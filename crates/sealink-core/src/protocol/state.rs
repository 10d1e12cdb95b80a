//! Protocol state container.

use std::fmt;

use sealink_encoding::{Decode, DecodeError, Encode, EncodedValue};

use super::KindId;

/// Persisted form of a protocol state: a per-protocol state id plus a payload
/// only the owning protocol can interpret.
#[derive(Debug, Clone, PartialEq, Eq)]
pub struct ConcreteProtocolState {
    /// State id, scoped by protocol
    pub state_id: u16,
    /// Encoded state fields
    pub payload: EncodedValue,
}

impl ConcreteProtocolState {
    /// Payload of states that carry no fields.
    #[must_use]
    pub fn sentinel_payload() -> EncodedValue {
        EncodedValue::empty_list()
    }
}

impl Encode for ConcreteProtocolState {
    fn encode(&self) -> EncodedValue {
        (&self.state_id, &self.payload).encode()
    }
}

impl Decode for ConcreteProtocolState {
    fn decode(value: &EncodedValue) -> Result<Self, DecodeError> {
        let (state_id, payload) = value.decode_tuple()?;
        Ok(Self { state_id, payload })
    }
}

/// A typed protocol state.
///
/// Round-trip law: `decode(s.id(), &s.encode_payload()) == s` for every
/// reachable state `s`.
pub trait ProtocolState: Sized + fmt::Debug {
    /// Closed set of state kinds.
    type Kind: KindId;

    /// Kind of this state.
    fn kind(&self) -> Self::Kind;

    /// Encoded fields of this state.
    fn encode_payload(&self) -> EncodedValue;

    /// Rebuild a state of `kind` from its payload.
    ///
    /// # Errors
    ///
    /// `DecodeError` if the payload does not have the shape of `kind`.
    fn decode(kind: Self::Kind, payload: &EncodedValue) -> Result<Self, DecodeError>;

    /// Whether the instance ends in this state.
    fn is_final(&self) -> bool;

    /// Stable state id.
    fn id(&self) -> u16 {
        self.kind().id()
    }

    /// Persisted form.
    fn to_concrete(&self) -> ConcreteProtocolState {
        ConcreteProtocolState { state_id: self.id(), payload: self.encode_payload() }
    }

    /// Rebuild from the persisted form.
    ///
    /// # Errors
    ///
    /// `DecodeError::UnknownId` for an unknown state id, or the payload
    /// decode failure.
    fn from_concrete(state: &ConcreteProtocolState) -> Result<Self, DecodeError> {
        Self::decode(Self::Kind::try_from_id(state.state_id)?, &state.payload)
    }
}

§

When the line with "#[derive(Debug, Clone, PartialEq, Eq)]" is reached in the data above, begin copying, and stop after the line with "#[must_use]"; copy each line exactly, both ends included.

Answer section:
#[derive(Debug, Clone, PartialEq, Eq)]
pub struct ConcreteProtocolState {
    /// State id, scoped by protocol
    pub state_id: u16,
    /// Encoded state fields
    pub payload: EncodedValue,
}

impl ConcreteProtocolState {
    /// Payload of states that carry no fields.
    #[must_use]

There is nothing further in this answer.